Tuesday, November 21, 2023

Xbox Series X Review: Robocop: Rogue City (2023)

The first RoboCop (1987) is amazing. This likely isn't news to anyone, but I still find it wild that such a brutal, truly anti-corpofascist film could ever be released by a major studio. And then they made the sequels. RoboCop 2 (1990) is ooooook, it's fine, it has that child drug dealer, and RoboCop 3 is itself a crime. I went to the 2014 reboot and remember nothing about it. They also made some RoboCop video games! They're trash too, except for RoboCop Versus The Terminator (1993) on the Sega Genesis (and definitely not the SNES version), which was stupid hard but had cheats (thank god) and buckets of blood.

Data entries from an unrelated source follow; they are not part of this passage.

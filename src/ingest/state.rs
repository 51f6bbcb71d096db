//! Application state shared across all HTTP handlers.

use std::sync::Arc;
use std::time::Duration;

use crate::bus::MessageBus;
use crate::config::{BrokerConfig, HttpConfig};
use crate::store::TallyStore;

use super::windows::WindowCache;

/// Shared state passed to all axum handlers. Cloning is cheap; everything
/// heavy sits behind the inner `Arc`.
#[derive(Debug, Clone)]
pub struct AppState {
    inner: Arc<StateInner>,
}

#[derive(Debug)]
struct StateInner {
    bus: MessageBus,
    tally: TallyStore,
    windows: WindowCache,
    publish_confirm_timeout: Duration,
    request_deadline: Duration,
}

impl AppState {
    pub fn new(bus: MessageBus, tally: TallyStore, http: &HttpConfig, broker: &BrokerConfig) -> Self {
        let windows = WindowCache::new(tally.clone());
        AppState {
            inner: Arc::new(StateInner {
                bus,
                tally,
                windows,
                publish_confirm_timeout: broker.publish_confirm_timeout,
                request_deadline: http.request_deadline,
            }),
        }
    }

    pub fn bus(&self) -> &MessageBus {
        &self.inner.bus
    }

    pub fn tally(&self) -> &TallyStore {
        &self.inner.tally
    }

    pub fn windows(&self) -> &WindowCache {
        &self.inner.windows
    }

    pub fn publish_confirm_timeout(&self) -> Duration {
        self.inner.publish_confirm_timeout
    }

    pub fn request_deadline(&self) -> Duration {
        self.inner.request_deadline
    }
}
//! Stateless HTTP ingestion front-end.
//!
//! Accepts ballot submissions, rejects malformed input synchronously, and
//! hands well-formed envelopes to the bus with durable-publish semantics.
//! Holds no voting state: requests share nothing but connection pools and
//! the read-mostly election-window cache.

mod handlers;
mod router;
mod state;
mod windows;

use std::net::SocketAddr;

use tokio::sync::watch;
use tracing::info;

pub use handlers::VoteAccepted;
pub use router::build_router;
pub use state::AppState;
pub use windows::WindowCache;

/// Serve the ingestion API until shutdown flips.
pub async fn serve(
    addr: SocketAddr,
    state: AppState,
    mut shutdown: watch::Receiver<bool>,
) -> std::io::Result<()> {
    let listener = tokio::net::TcpListener::bind(addr).await?;
    info!(%addr, "ingestion API listening");
    let router = build_router(&state);
    axum::serve(listener, router)
        .with_graceful_shutdown(async move {
            let _ = shutdown.changed().await;
        })
        .await
}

Anyway, this is all to say the RoboCop franchise is a total mess. Thankyfully, RoboCop: Rogue City attempts to clean up this mess. Taking place after the events of the second movie, Rogue City is a hybrid FPS and robo-role-playing adventure game, and a large part of it is a tribute to the series. When you're not shooting dudes and walking forward slowly, you're talking to dudes and walking forward slowly. Sometimes they ask you to find cats, find their sons, and hand out parking tickets to cars parked too close to fire hydrants. These parts, especially the more open world sections where you (Mr. RoboCop) walk around the streets of Detroit and talk to folks, can become fairly boring and the conversations drone on for too long. Still, there's some good character work and writing here, with choices that have effects on both the narrative and gameplay, but thankfully this mundane activity is then offset by some incredible shootouts. Rogue City is brutal. You kill guys really good in a lot of different, upgradable ways. This is the best part of the RoboCop Simulator. The combat is incredibly satisfying, in-depth, and shockingly customizable.

RoboCop: Rogue City is a fairly long game for a modern FPS, although too much of the 10 hours or so it takes to complete the game is dedicated to long stretches of dialogue. By the end the of the game, however, I found that the commitment to so much conversation actually worked somewhat in the game's favor and the characterizations paid off. Unfortunately, the final act does wear out the game's welcome by the end with one too many reveals and turns and final final boss battles. Nevertheless, if you dig FPS action and need something new to play, Rogue City is worthwhile.